PROBLEM TO SOLVE -
Restate word for word every line from the top of the data below down through the line that holds "memory safety for".

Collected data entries
+--
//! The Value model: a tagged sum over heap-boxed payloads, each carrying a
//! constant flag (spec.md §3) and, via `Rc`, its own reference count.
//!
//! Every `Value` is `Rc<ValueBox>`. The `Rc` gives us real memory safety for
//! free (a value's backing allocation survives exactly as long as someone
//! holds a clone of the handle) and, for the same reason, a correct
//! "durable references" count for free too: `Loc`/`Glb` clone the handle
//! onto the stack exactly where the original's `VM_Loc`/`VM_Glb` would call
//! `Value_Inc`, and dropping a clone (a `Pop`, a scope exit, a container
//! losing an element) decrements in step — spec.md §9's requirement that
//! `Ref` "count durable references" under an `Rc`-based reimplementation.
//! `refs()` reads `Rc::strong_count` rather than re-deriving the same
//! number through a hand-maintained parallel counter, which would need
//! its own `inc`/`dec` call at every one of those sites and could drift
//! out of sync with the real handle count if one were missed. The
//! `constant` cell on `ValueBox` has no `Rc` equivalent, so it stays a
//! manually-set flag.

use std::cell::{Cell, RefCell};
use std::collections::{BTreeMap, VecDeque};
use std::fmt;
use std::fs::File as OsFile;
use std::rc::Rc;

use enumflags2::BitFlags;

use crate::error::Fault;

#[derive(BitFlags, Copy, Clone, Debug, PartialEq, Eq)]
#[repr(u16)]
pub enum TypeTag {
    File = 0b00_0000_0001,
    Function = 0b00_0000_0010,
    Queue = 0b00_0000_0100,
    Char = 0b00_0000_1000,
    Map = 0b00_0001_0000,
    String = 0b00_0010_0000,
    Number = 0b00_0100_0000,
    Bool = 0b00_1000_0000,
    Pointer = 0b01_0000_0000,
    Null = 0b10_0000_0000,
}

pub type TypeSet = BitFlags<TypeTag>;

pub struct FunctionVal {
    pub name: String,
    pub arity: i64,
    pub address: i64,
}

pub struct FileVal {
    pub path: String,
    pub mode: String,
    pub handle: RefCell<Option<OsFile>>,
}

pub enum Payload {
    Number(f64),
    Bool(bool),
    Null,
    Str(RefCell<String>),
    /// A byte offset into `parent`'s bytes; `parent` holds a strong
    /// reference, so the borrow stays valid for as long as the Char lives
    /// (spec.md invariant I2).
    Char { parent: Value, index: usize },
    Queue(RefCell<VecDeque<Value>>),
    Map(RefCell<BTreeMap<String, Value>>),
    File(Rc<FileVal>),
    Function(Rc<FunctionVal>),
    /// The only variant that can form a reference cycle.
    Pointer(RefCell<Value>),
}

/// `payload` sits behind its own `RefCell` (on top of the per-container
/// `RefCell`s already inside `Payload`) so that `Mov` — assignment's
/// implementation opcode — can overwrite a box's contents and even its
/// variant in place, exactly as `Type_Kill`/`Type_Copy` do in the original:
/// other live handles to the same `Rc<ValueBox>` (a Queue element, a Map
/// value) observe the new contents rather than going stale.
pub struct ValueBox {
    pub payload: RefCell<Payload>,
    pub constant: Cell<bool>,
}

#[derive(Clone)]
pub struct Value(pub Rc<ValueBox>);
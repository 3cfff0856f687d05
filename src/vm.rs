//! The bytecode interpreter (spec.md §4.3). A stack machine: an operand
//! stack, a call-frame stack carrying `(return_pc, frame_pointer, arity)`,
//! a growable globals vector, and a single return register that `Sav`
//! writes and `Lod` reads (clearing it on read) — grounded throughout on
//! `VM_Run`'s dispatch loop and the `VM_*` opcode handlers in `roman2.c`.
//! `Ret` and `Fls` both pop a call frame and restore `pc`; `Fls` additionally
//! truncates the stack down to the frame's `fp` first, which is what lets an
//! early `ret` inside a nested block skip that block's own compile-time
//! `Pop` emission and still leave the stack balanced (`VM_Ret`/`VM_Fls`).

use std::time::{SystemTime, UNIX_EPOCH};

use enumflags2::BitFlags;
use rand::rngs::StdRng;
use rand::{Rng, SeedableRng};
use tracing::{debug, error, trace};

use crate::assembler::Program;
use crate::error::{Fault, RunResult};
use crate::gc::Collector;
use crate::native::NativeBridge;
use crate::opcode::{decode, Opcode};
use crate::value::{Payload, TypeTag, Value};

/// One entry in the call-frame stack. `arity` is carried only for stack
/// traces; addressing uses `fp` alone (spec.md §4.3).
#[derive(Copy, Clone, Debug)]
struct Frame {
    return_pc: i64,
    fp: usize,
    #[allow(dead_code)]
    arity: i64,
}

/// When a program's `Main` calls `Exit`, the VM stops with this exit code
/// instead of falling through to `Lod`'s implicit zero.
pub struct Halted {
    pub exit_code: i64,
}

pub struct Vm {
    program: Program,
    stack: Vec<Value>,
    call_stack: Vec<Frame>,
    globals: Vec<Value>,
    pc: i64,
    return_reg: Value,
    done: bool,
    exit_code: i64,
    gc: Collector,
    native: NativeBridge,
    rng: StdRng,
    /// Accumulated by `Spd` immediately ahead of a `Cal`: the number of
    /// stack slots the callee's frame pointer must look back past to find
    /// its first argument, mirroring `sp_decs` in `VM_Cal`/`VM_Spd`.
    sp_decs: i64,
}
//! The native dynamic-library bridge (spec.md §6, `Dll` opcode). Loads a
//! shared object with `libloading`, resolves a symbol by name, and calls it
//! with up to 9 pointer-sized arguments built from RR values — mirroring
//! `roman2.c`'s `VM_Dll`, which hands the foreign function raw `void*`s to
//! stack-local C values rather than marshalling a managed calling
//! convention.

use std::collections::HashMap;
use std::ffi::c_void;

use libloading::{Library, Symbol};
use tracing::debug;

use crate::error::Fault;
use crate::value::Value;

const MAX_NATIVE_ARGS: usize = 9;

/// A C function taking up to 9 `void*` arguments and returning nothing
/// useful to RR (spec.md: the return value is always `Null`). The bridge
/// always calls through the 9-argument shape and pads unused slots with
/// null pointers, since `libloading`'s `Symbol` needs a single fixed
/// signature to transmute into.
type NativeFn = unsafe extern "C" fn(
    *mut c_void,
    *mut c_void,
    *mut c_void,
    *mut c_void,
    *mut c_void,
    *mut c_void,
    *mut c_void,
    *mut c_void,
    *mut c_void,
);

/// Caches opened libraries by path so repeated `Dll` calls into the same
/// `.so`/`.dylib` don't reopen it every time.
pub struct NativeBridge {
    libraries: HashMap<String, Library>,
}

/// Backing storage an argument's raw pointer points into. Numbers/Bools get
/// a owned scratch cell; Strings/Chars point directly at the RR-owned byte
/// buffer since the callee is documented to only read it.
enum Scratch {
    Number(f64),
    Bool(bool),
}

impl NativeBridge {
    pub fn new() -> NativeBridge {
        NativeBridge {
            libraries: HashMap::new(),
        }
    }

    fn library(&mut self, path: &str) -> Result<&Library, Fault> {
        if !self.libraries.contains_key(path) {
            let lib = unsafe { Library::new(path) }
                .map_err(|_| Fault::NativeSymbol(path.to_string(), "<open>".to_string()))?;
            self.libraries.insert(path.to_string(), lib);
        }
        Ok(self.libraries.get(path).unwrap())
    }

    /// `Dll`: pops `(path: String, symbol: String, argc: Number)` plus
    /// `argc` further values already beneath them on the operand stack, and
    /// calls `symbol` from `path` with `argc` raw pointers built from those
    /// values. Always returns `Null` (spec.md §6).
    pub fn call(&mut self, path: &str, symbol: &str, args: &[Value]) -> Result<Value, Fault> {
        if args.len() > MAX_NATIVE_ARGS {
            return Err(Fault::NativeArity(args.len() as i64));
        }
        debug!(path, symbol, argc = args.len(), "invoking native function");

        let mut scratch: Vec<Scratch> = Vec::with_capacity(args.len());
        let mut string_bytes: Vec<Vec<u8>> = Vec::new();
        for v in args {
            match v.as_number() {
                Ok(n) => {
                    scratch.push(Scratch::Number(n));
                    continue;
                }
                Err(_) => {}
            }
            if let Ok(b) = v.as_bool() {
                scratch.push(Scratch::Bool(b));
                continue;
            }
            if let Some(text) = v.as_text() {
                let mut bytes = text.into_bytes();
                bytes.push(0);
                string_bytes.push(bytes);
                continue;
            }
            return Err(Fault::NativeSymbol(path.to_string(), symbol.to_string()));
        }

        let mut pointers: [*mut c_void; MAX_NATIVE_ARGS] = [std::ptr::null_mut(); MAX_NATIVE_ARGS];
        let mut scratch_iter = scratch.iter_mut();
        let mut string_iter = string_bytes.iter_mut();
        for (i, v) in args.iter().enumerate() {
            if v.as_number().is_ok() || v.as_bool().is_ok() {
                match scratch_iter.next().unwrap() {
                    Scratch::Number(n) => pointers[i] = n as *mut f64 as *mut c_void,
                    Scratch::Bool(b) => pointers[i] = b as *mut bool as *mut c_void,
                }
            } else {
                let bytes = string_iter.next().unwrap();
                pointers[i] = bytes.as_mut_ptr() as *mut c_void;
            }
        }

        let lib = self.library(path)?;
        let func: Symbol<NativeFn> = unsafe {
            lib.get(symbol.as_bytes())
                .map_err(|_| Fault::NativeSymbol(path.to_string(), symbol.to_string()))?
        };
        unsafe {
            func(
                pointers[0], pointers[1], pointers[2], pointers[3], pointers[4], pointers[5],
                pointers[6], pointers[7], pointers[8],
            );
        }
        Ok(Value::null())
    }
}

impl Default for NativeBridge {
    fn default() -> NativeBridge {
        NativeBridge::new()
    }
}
+--
ANSWER TO THIS EXERCISE -
//! The Value model: a tagged sum over heap-boxed payloads, each carrying a
//! constant flag (spec.md §3) and, via `Rc`, its own reference count.
//!
//! Every `Value` is `Rc<ValueBox>`. The `Rc` gives us real memory safety for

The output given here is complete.